//! Deterministic test doubles: a hand-cranked scheduler and a store wrapper
//! that injects failures.

use std::collections::BTreeMap;
use std::sync::atomic::{AtomicU32, Ordering};
use std::sync::{Arc, Mutex};
use std::time::Duration;

use chrono::{DateTime, TimeZone, Utc};
use serde_json::Value;

use amoria_core::scheduler::{Scheduler, Task, TimerHandle};
use amoria_storage::{Filter, Store, StoreError};

struct ScheduledTask {
    task: Arc<Mutex<Task>>,
    period: Option<Duration>,
}

struct ManualInner {
    now: DateTime<Utc>,
    next_id: u64,
    // Keyed by (fire time, arming order) so simultaneous timers run in the
    // order they were armed.
    timers: BTreeMap<(DateTime<Utc>, u64), ScheduledTask>,
}

/// Scheduler with a virtual clock. Time only moves when a test calls
/// [`ManualScheduler::advance`], which runs every due task in fire-time
/// order, re-arming periodic ones.
#[derive(Clone)]
pub struct ManualScheduler {
    inner: Arc<Mutex<ManualInner>>,
}

impl ManualScheduler {
    pub fn new() -> Self {
        // An arbitrary fixed epoch; tests reason in offsets from it.
        let start = Utc.with_ymd_and_hms(2026, 1, 1, 0, 0, 0).unwrap();
        Self::starting_at(start)
    }

    pub fn starting_at(now: DateTime<Utc>) -> Self {
        Self {
            inner: Arc::new(Mutex::new(ManualInner {
                now,
                next_id: 0,
                timers: BTreeMap::new(),
            })),
        }
    }

    /// Move the clock forward, firing every timer due within `delta`. Tasks
    /// run outside the internal lock, so they may arm or cancel timers.
    pub fn advance(&self, delta: Duration) {
        let target = {
            let inner = self.inner.lock().unwrap();
            inner.now + chrono::Duration::from_std(delta).unwrap()
        };

        loop {
            let due = {
                let mut inner = self.inner.lock().unwrap();
                match inner.timers.keys().next().copied() {
                    Some(key) if key.0 <= target => {
                        let entry = inner.timers.remove(&key).unwrap();
                        inner.now = key.0;
                        if let Some(period) = entry.period {
                            let next_fire = key.0 + chrono::Duration::from_std(period).unwrap();
                            inner.timers.insert(
                                (next_fire, key.1),
                                ScheduledTask {
                                    task: entry.task.clone(),
                                    period: entry.period,
                                },
                            );
                        }
                        Some(entry.task)
                    }
                    _ => None,
                }
            };

            match due {
                Some(task) => (task.lock().unwrap())(),
                None => break,
            }
        }

        self.inner.lock().unwrap().now = target;
    }

    pub fn pending_timers(&self) -> usize {
        self.inner.lock().unwrap().timers.len()
    }

    fn arm(&self, delay: Duration, task: Task, period: Option<Duration>) -> TimerHandle {
        let id = {
            let mut inner = self.inner.lock().unwrap();
            let id = inner.next_id;
            inner.next_id += 1;
            let fire_at = inner.now + chrono::Duration::from_std(delay).unwrap();
            inner.timers.insert(
                (fire_at, id),
                ScheduledTask {
                    task: Arc::new(Mutex::new(task)),
                    period,
                },
            );
            id
        };

        let inner = self.inner.clone();
        TimerHandle::new(move || {
            let mut inner = inner.lock().unwrap();
            inner.timers.retain(|&(_, timer_id), _| timer_id != id);
        })
    }
}

impl Default for ManualScheduler {
    fn default() -> Self {
        Self::new()
    }
}

impl Scheduler for ManualScheduler {
    fn now(&self) -> DateTime<Utc> {
        self.inner.lock().unwrap().now
    }

    fn after(&self, delay: Duration, task: Task) -> TimerHandle {
        self.arm(delay, task, None)
    }

    fn every(&self, period: Duration, task: Task) -> TimerHandle {
        self.arm(period, task, Some(period))
    }
}

/// Store wrapper that fails the next `n` calls with
/// [`StoreError::Unavailable`], then delegates. Used to drive circuit
/// breakers through their failure thresholds.
pub struct FlakyStore<S> {
    inner: S,
    remaining_failures: AtomicU32,
}

impl<S> FlakyStore<S> {
    pub fn new(inner: S, failures: u32) -> Self {
        Self {
            inner,
            remaining_failures: AtomicU32::new(failures),
        }
    }

    /// Re-arm the failure counter.
    pub fn fail_next(&self, failures: u32) {
        self.remaining_failures.store(failures, Ordering::SeqCst);
    }

    fn check(&self) -> Result<(), StoreError> {
        let took_one = self
            .remaining_failures
            .fetch_update(Ordering::SeqCst, Ordering::SeqCst, |n| n.checked_sub(1))
            .is_ok();
        if took_one {
            Err(StoreError::Unavailable("injected failure".to_string()))
        } else {
            Ok(())
        }
    }
}

impl<S: Store> Store for FlakyStore<S> {
    async fn insert(&self, table: &str, row: Value) -> Result<Value, StoreError> {
        self.check()?;
        self.inner.insert(table, row).await
    }

    async fn select(&self, table: &str, filter: &Filter) -> Result<Vec<Value>, StoreError> {
        self.check()?;
        self.inner.select(table, filter).await
    }

    async fn update(
        &self,
        table: &str,
        filter: &Filter,
        patch: Value,
    ) -> Result<Vec<Value>, StoreError> {
        self.check()?;
        self.inner.update(table, filter, patch).await
    }

    async fn rpc(&self, name: &str, args: Value) -> Result<Value, StoreError> {
        self.check()?;
        self.inner.rpc(name, args).await
    }
}

#[cfg(test)]
mod tests {
    use super::*;
    use amoria_storage::MemoryStore;
    use serde_json::json;
    use std::sync::atomic::AtomicUsize;

    #[test]
    fn advance_fires_due_timers_in_order() {
        let scheduler = ManualScheduler::new();
        let order = Arc::new(Mutex::new(Vec::new()));

        for (label, delay_ms) in [("b", 200u64), ("a", 100)] {
            let order = order.clone();
            // Handles leak intentionally; dropping them would cancel.
            std::mem::forget(scheduler.after(
                Duration::from_millis(delay_ms),
                Box::new(move || order.lock().unwrap().push(label)),
            ));
        }

        scheduler.advance(Duration::from_millis(50));
        assert!(order.lock().unwrap().is_empty());

        scheduler.advance(Duration::from_millis(200));
        assert_eq!(*order.lock().unwrap(), vec!["a", "b"]);
    }

    #[test]
    fn cancelled_timer_does_not_fire() {
        let scheduler = ManualScheduler::new();
        let fired = Arc::new(AtomicUsize::new(0));
        let fired_clone = fired.clone();

        let handle = scheduler.after(
            Duration::from_millis(100),
            Box::new(move || {
                fired_clone.fetch_add(1, Ordering::SeqCst);
            }),
        );
        handle.cancel();

        scheduler.advance(Duration::from_secs(1));
        assert_eq!(fired.load(Ordering::SeqCst), 0);
        assert_eq!(scheduler.pending_timers(), 0);
    }

    #[test]
    fn periodic_timer_reschedules_until_dropped() {
        let scheduler = ManualScheduler::new();
        let fired = Arc::new(AtomicUsize::new(0));
        let fired_clone = fired.clone();

        let handle = scheduler.every(
            Duration::from_secs(1),
            Box::new(move || {
                fired_clone.fetch_add(1, Ordering::SeqCst);
            }),
        );

        scheduler.advance(Duration::from_millis(3500));
        assert_eq!(fired.load(Ordering::SeqCst), 3);

        drop(handle);
        scheduler.advance(Duration::from_secs(5));
        assert_eq!(fired.load(Ordering::SeqCst), 3);
    }

    #[test]
    fn tasks_may_arm_new_timers_while_firing() {
        let scheduler = ManualScheduler::new();
        let fired = Arc::new(AtomicUsize::new(0));

        let inner_fired = fired.clone();
        let rearm_scheduler = scheduler.clone();
        std::mem::forget(scheduler.after(
            Duration::from_millis(100),
            Box::new(move || {
                let inner_fired = inner_fired.clone();
                std::mem::forget(rearm_scheduler.after(
                    Duration::from_millis(100),
                    Box::new(move || {
                        inner_fired.fetch_add(1, Ordering::SeqCst);
                    }),
                ));
            }),
        ));

        scheduler.advance(Duration::from_millis(250));
        assert_eq!(fired.load(Ordering::SeqCst), 1);
    }

    #[tokio::test]
    async fn flaky_store_fails_then_recovers() {
        let store = FlakyStore::new(MemoryStore::new(), 2);

        for _ in 0..2 {
            let result = store.insert("messages", json!({"id": "m1"})).await;
            assert!(matches!(result, Err(StoreError::Unavailable(_))));
        }

        store
            .insert(
                "messages",
                json!({
                    "id": "m1",
                    "conversation_id": "c1",
                    "sender_id": "alice",
                }),
            )
            .await
            .unwrap();
    }
}
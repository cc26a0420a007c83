//! Conversation-level realtime features: typing indicators (volatile) and
//! read receipts (durable, idempotent).

pub mod receipts;
pub mod typing;

pub use receipts::{ReadReceipt, ReadReceiptTracker, ReadStatus};
pub use typing::TypingTracker;

use amoria_core::EventBusError;
use amoria_guard::BreakerError;
use amoria_storage::StoreError;

#[derive(Debug, thiserror::Error)]
pub enum MessagingError {
    #[error(transparent)]
    Bus(#[from] EventBusError),

    #[error(transparent)]
    Store(#[from] BreakerError<StoreError>),

    #[error("unexpected store response: {0}")]
    BadResponse(String),
}
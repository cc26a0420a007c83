use std::collections::{HashMap, HashSet};
use std::sync::{Arc, RwLock};

use chrono::{DateTime, Utc};
use serde_json::{json, Value};
use tracing::{debug, warn};

use amoria_core::event::{EventBus, EventPayload};
use amoria_core::scheduler::Scheduler;
use amoria_core::EventBusError;
use amoria_guard::{with_circuit_breaker, CircuitBreaker};
use amoria_storage::{Filter, Store, StoreError};

use crate::MessagingError;

#[derive(Debug, Clone, PartialEq)]
pub struct ReadReceipt {
    pub message_id: String,
    pub conversation_id: String,
    pub user_id: String,
    pub read_at: DateTime<Utc>,
}

/// Aggregated read state for one message, from the local cache.
#[derive(Debug, Clone, PartialEq)]
pub struct ReadStatus {
    pub is_read: bool,
    pub read_by: Vec<ReadReceipt>,
}

/// Durable read receipts for one local user, with a receipt cache for the
/// conversations this instance observes.
///
/// All store traffic goes through the shared `"store"` circuit breaker.
/// Duplicate receipts are swallowed inside the wrapped operation, so a
/// re-read neither errors nor counts against the breaker.
pub struct ReadReceiptTracker<S: Store> {
    user_id: String,
    store: Arc<S>,
    bus: Arc<dyn EventBus>,
    breaker: Arc<CircuitBreaker>,
    scheduler: Arc<dyn Scheduler>,
    /// message_id -> receipts, for observed conversations.
    cache: RwLock<HashMap<String, Vec<ReadReceipt>>>,
    observed: RwLock<HashSet<String>>,
}

impl<S: Store> ReadReceiptTracker<S> {
    pub fn new(
        user_id: &str,
        store: Arc<S>,
        bus: Arc<dyn EventBus>,
        breaker: Arc<CircuitBreaker>,
        scheduler: Arc<dyn Scheduler>,
    ) -> Self {
        Self {
            user_id: user_id.to_string(),
            store,
            bus,
            breaker,
            scheduler,
            cache: RwLock::new(HashMap::new()),
            observed: RwLock::new(HashSet::new()),
        }
    }

    /// Record that the local user has read a message. Idempotent: a receipt
    /// that already exists is a success, not an error.
    pub async fn mark_as_read(
        &self,
        message_id: &str,
        conversation_id: &str,
    ) -> Result<(), MessagingError> {
        let read_at = self.scheduler.now();
        let row = json!({
            "message_id": message_id,
            "conversation_id": conversation_id,
            "user_id": self.user_id,
            "read_at": read_at,
        });

        self.breaker
            .execute(|| async {
                match self.store.insert("read_receipts", row.clone()).await {
                    Ok(_) => Ok(()),
                    // Already marked read; benign, and must not count as a
                    // breaker failure.
                    Err(StoreError::ConstraintViolation { .. }) => {
                        debug!(message = %message_id, user = %self.user_id, "receipt already exists");
                        Ok(())
                    }
                    Err(error) => Err(error),
                }
            })
            .await?;

        self.cache_receipt(ReadReceipt {
            message_id: message_id.to_string(),
            conversation_id: conversation_id.to_string(),
            user_id: self.user_id.clone(),
            read_at,
        });
        Ok(())
    }

    /// Mark every unread message in a conversation as read, server-side in
    /// one operation. Returns how many receipts were created.
    pub async fn mark_conversation_as_read(
        &self,
        conversation_id: &str,
    ) -> Result<u64, MessagingError> {
        let args = json!({
            "conversation_id": conversation_id,
            "user_id": self.user_id,
            "read_at": self.scheduler.now(),
        });

        let inserted = self
            .breaker
            .execute(|| async { self.store.rpc("mark_conversation_read", args.clone()).await })
            .await?;

        inserted
            .as_u64()
            .ok_or_else(|| MessagingError::BadResponse(format!("non-numeric rpc result {inserted}")))
    }

    /// Start watching a conversation: backfill its receipts from the store
    /// (degrading to an empty cache when the breaker is open) and keep it
    /// fresh through row-change events.
    pub async fn observe_conversation(&self, conversation_id: &str) {
        self.observed
            .write()
            .unwrap()
            .insert(conversation_id.to_string());

        let filter = Filter::new().eq("conversation_id", conversation_id);
        let rows = with_circuit_breaker(
            &self.breaker,
            || async { self.store.select("read_receipts", &filter).await },
            Some(Vec::new),
        )
        .await
        .unwrap_or_default();

        for row in &rows {
            match parse_receipt(row) {
                Ok(receipt) => self.cache_receipt(receipt),
                Err(error) => {
                    warn!(conversation = %conversation_id, %error, "skipping malformed receipt row");
                }
            }
        }
        debug!(conversation = %conversation_id, receipts = rows.len(), "conversation observed");
    }

    /// Read state of a message from the cache. Only meaningful for observed
    /// conversations.
    pub fn read_status(&self, message_id: &str) -> ReadStatus {
        let read_by = self
            .cache
            .read()
            .unwrap()
            .get(message_id)
            .cloned()
            .unwrap_or_default();
        ReadStatus {
            is_read: !read_by.is_empty(),
            read_by,
        }
    }

    /// Unread-message count for the local user, derived by the store: a
    /// message is unread iff it has no receipt from this user and this user
    /// is not its sender.
    pub async fn unread_count(
        &self,
        conversation_id: Option<&str>,
    ) -> Result<u64, MessagingError> {
        let mut args = json!({ "user_id": self.user_id });
        if let Some(conversation_id) = conversation_id {
            args["conversation_id"] = Value::from(conversation_id);
        }

        let count = self
            .breaker
            .execute(|| async { self.store.rpc("unread_count", args.clone()).await })
            .await?;

        count
            .as_u64()
            .ok_or_else(|| MessagingError::BadResponse(format!("non-numeric rpc result {count}")))
    }

    /// Consume row-change events and refresh the cache for observed
    /// conversations.
    pub async fn run(self: Arc<Self>) -> Result<(), MessagingError> {
        let mut subscription = self.bus.subscribe("store.**")?;

        loop {
            match subscription.recv().await {
                Ok(event) => {
                    if let EventPayload::RowInserted { table, row } = event.payload {
                        if table == "read_receipts" {
                            self.handle_inserted_receipt(&row);
                        }
                    }
                }
                Err(EventBusError::Lagged(count)) => {
                    warn!(user = %self.user_id, count, "receipt subscription lagged");
                }
                Err(EventBusError::ChannelClosed) => {
                    debug!(user = %self.user_id, "event bus closed, receipt loop exiting");
                    break;
                }
                Err(error) => {
                    warn!(user = %self.user_id, %error, "receipt subscription error");
                    break;
                }
            }
        }
        Ok(())
    }

    fn handle_inserted_receipt(&self, row: &Value) {
        let receipt = match parse_receipt(row) {
            Ok(receipt) => receipt,
            Err(error) => {
                warn!(%error, "ignoring malformed receipt event");
                return;
            }
        };
        if !self
            .observed
            .read()
            .unwrap()
            .contains(&receipt.conversation_id)
        {
            return;
        }
        debug!(
            message = %receipt.message_id,
            user = %receipt.user_id,
            "receipt cache refreshed from event"
        );
        self.cache_receipt(receipt);
    }

    fn cache_receipt(&self, receipt: ReadReceipt) {
        let mut cache = self.cache.write().unwrap();
        let receipts = cache.entry(receipt.message_id.clone()).or_default();
        let duplicate = receipts.iter().any(|existing| {
            existing.message_id == receipt.message_id && existing.user_id == receipt.user_id
        });
        if !duplicate {
            receipts.push(receipt);
        }
    }
}

fn parse_receipt(row: &Value) -> Result<ReadReceipt, StoreError> {
    let text = |name: &str| {
        row.get(name)
            .and_then(Value::as_str)
            .map(str::to_string)
            .ok_or_else(|| StoreError::BadRow(format!("missing column '{name}'")))
    };
    let read_at: DateTime<Utc> = row
        .get("read_at")
        .cloned()
        .ok_or_else(|| StoreError::BadRow("missing column 'read_at'".to_string()))
        .and_then(|value| {
            serde_json::from_value(value)
                .map_err(|error| StoreError::BadRow(format!("bad read_at: {error}")))
        })?;

    Ok(ReadReceipt {
        message_id: text("message_id")?,
        conversation_id: text("conversation_id")?,
        user_id: text("user_id")?,
        read_at,
    })
}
================================
**What you should do**
The lines to retype, exactly and only, run from the first line of the material through the line with "use serde_json::Value;".

**Solved problem**
//! Deterministic test doubles: a hand-cranked scheduler and a store wrapper
//! that injects failures.

use std::collections::BTreeMap;
use std::sync::atomic::{AtomicU32, Ordering};
use std::sync::{Arc, Mutex};
use std::time::Duration;

use chrono::{DateTime, TimeZone, Utc};
use serde_json::Value;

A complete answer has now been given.